The college football regular season is right around the corner. For those hoping for an update on the reporting of player availability requirements, you’re in luck. If you were hoping the update would say that reporting on the status of players prior to contests getting underway would become standard, not so much.
The NCAA Board of Governors recently issued a press release explaining the findings of the Ad Hoc Committee on Sports Wagering it formed this past October.
Ultimately, the committee has decided to reaffirm NCAA rules regarding sports betting and the sharing of information with outside sources. Most of what they decided is standard stuff, but the NCAA will not be following the NFL’s example and issuing reports on players being out, questionable or probable to play.
“Significant Concerns” Regarding Player Availability Reporting Model
NCAA rules have traditionally been heavy-handed on gambling, although it has relaxed its stance in some ways since the legalization of sports betting. Beyond an outright ban on players and university administrators from wagering on games, that also extends to the sharing of information with those who have ties to sports betting.
The rules make sense from as far as protecting the integrity of the game. Clear rules on the books can avoid confusion for impressionable student-athletes, especially those who may feel pressure to provide some kind of inside information to outside sources.
Of course, there’s another side to that coin. Wagering on college football and basketball is big business. The outcome on the field or court can be significantly altered by the presence or absence of key players.
This information is critical to bettors and industry types alike. A start player being out doesn’t just completely change things for the end-users of a betting site; it can also completely change the odds a legitimate sportsbook should offer to its customers.
Those are both valid concerns even if gambling isn’t exactly the NCAA to priority, but the Ad Hoc committee has essentially punted. From the release:
“The ad hoc committee gathered thorough feedback from conference commissioners, athletics administrators, athletic trainers and student-athletes across all three divisions about potential player availability reporting,” Drake said after the group’s meeting Tuesday in Indianapolis. “The membership has significant concerns about the purpose, parameters, enforcement and effectiveness of a player availability reporting model.”
For now, there are no changes to availability reporting requirements. While there’s no clarity on if or when that may change, perhaps the introduction of new voices in the room will help broaden perspectives.
Independent Members Welcomed to the Board
Back in April, the NCAA announced that five independent members had been elected to the board. The stated goal is for the new members to “provide increased objectivity and fresh perspectives to the Association’s highest-ranking governance body.”

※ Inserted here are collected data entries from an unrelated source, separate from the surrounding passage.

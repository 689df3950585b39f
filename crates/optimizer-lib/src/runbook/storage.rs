//! Blob storage tiering runbook

use chrono::Utc;
use std::sync::Arc;
use tracing::debug;

use super::{async_trait, gate_check, Runbook};
use crate::approval::ApprovalGate;
use crate::cloud::StorageControl;
use crate::config::OptimizerConfig;
use crate::error::{OptimizerError, Result};
use crate::metrics::{MetricsAggregator, MetricsSource};
use crate::models::{AccessTier, ExecutionResult, ResourceKind, RunOptions, Scope, StorageAccount};
use crate::mutate::BlobTierMutator;
use crate::observability::StructuredLogger;
use crate::recommend::TieringPolicy;

pub struct StorageRunbook {
    control: Arc<dyn StorageControl>,
    aggregator: MetricsAggregator,
    policy: TieringPolicy,
    gate: ApprovalGate,
    mutator: BlobTierMutator,
}

impl StorageRunbook {
    pub fn new(
        control: Arc<dyn StorageControl>,
        metrics: Arc<dyn MetricsSource>,
        config: &OptimizerConfig,
    ) -> Self {
        Self {
            aggregator: MetricsAggregator::new(metrics, config.lookback_days),
            policy: TieringPolicy::new(&config.storage),
            gate: config.approval,
            mutator: BlobTierMutator::new(control.clone()),
            control,
        }
    }
}

#[async_trait]
impl Runbook for StorageRunbook {
    type Resource = StorageAccount;

    fn kind(&self) -> ResourceKind {
        ResourceKind::Storage
    }

    async fn enumerate(&self, scope: &Scope) -> Result<Vec<StorageAccount>> {
        self.control.list_accounts(scope).await
    }

    fn resource_name(&self, account: &StorageAccount) -> String {
        account.name.clone()
    }

    async fn process(&self, account: &StorageAccount, options: &RunOptions) -> Result<ExecutionResult> {
        let logger = StructuredLogger::new(ResourceKind::Storage, options.simulate);

        let activity = self.aggregator.storage_sample(&account.id).await?;
        debug!(
            account = %account.name,
            transactions = activity.transactions,
            egress_bytes = activity.egress_bytes,
            "Account activity"
        );

        let blobs = self.control.list_blobs(account).await?;
        let now = Utc::now();
        let plan = match &options.target {
            Some(target) => {
                let tier: AccessTier = target
                    .parse()
                    .map_err(OptimizerError::UnknownConfiguration)?;
                self.policy.plan_explicit(&account.name, &blobs, tier, now)
            }
            None => self.policy.plan(&account.name, &blobs, now),
        };

        let rec = plan.recommendation();
        logger.log_recommendation(&account.name, &rec);

        if let Some(result) = gate_check(&account.name, ResourceKind::Storage, &rec, &self.gate, options, &logger) {
            return Ok(result);
        }

        if let Some(recommended) = &rec.recommended {
            logger.log_mutation(&account.name, &rec.current, recommended);
        }
        let outcome = self.mutator.apply(account, &plan, options.simulate).await;

        Ok(
            ExecutionResult::new(&account.name, ResourceKind::Storage, &rec.current, outcome)
                .with_target(rec.recommended.clone(), rec.estimated_savings),
        )
    }
}

#[cfg(test)]
mod tests {
    use super::*;
    use crate::cloud::{Inventory, InventoryBackend, InventoryStorageAccount};
    use crate::models::{BlobItem, Outcome};
    use crate::runbook::run;
    use chrono::Duration;

    const GIB: u64 = 1024 * 1024 * 1024;

    fn blob(name: &str, tier: AccessTier, idle_days: i64) -> BlobItem {
        BlobItem {
            container: "data".into(),
            name: name.into(),
            size_bytes: 10 * GIB,
            tier,
            last_accessed: Some(Utc::now() - Duration::days(idle_days)),
            last_modified: None,
        }
    }

    fn account(name: &str, blobs: Vec<BlobItem>) -> InventoryStorageAccount {
        InventoryStorageAccount {
            account: StorageAccount {
                id: format!("/sa/{}", name),
                name: name.into(),
                resource_group: "rg".into(),
            },
            blobs,
        }
    }

    fn backend() -> Arc<InventoryBackend> {
        Arc::new(InventoryBackend::new(Inventory {
            storage_accounts: vec![
                account(
                    "logs",
                    vec![
                        blob("today.log", AccessTier::Hot, 0),
                        blob("last-month.log", AccessTier::Hot, 40),
                        blob("last-year.log", AccessTier::Hot, 400),
                    ],
                ),
                account("fresh", vec![blob("a", AccessTier::Hot, 1)]),
            ],
            ..Default::default()
        }))
    }

    #[tokio::test]
    async fn test_stale_blobs_are_tiered() {
        let backend = backend();
        let runbook = StorageRunbook::new(backend.clone(), backend.clone(), &OptimizerConfig::default());
        let report = run(&runbook, &Scope::new("rg"), &RunOptions::default())
            .await
            .unwrap();

        assert_eq!(
            report.results[0].outcome,
            Outcome::Tiered {
                attempted: 2,
                failed: 0
            }
        );
        assert!(matches!(report.results[1].outcome, Outcome::NoAction { .. }));

        let tiers: Vec<AccessTier> = backend.snapshot().storage_accounts[0]
            .blobs
            .iter()
            .map(|b| b.tier)
            .collect();
        assert_eq!(tiers, vec![AccessTier::Hot, AccessTier::Cool, AccessTier::Archive]);
    }

    #[tokio::test]
    async fn test_explicit_tier_and_invalid_tier() {
        let backend = backend();
        let runbook = StorageRunbook::new(backend.clone(), backend.clone(), &OptimizerConfig::default());
        let scope = Scope::new("rg").with_resource_name("fresh");

        let options = RunOptions {
            target: Some("cool".into()),
            simulate: true,
            ..Default::default()
        };
        let report = run(&runbook, &scope, &options).await.unwrap();
        assert!(matches!(report.results[0].outcome, Outcome::Simulated { .. }));
        assert!(backend.mutations().is_empty());

        let options = RunOptions {
            target: Some("glacier".into()),
            ..Default::default()
        };
        let report = run(&runbook, &scope, &options).await.unwrap();
        assert!(!report.results[0].success());
        assert_eq!(report.summary.failed, 1);
    }
}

The new members had their first taste of what it’s like to be in the room in a meeting earlier this month. Here’s what new board member Denis McDonough had to say:
“Having the independent members at the board meeting for the first time is another important step in NCAA reforms to improve the college sports experience for student-athletes across all three divisions.
“My colleagues and I recognize the important assignment we have been given as new independent members. Chairman Drake and the other members of the board welcomed us and made clear that additional perspectives from leaders outside higher education are important to the board’s deliberations on the important issues the Association faces.”
For years, the Board of Governors has given off an air of being rather averse to change. It’ll be interesting to see if some new voices in the mix leads to a little more flexibility.
Hammer Dropped on College Staffers for Wagering
In other NCAA news, the association also recently announced a negotiated resolution for a pair of UNC Greensboro athletics staffers who were found to have wagered on games. The NCAA outlined its findings in a release.
“Two former UNC Greensboro athletics staff members placed sports wagers in violation of NCAA rules, including on the university’s men’s basketball team during their employment at the school, according to a negotiated resolution agreement approved by a Division I Committee on Infractions panel.
“The university and the NCAA enforcement staff agreed that the university failed to monitor and ensure compliance with NCAA rules when seven staff members did not initially report the activities of one of the two men, a women’s assistant basketball coach. The former assistant coach also violated NCAA ethical conduct rules when he did not cooperate with the NCAA investigation.
“This case was processed through the new negotiated resolution process…”
One of the accused is a former women’s assistant coach for the university who acknowledged placing online wagers on both professional and college sports. That included games involving the UNC Greensboro men’s basketball team.
The other party is a former assistant director of the university’s fundraising organization who also admitted placing small sports wagers online. The bets were placed on both professional and college sports as well, including at least one wager on the university’s men’s hoops team.
Among the penalties handed down were a $15,000 fine, a three-year probation period, and show-cause orders which essentially restrict the parties from athletic-related duties.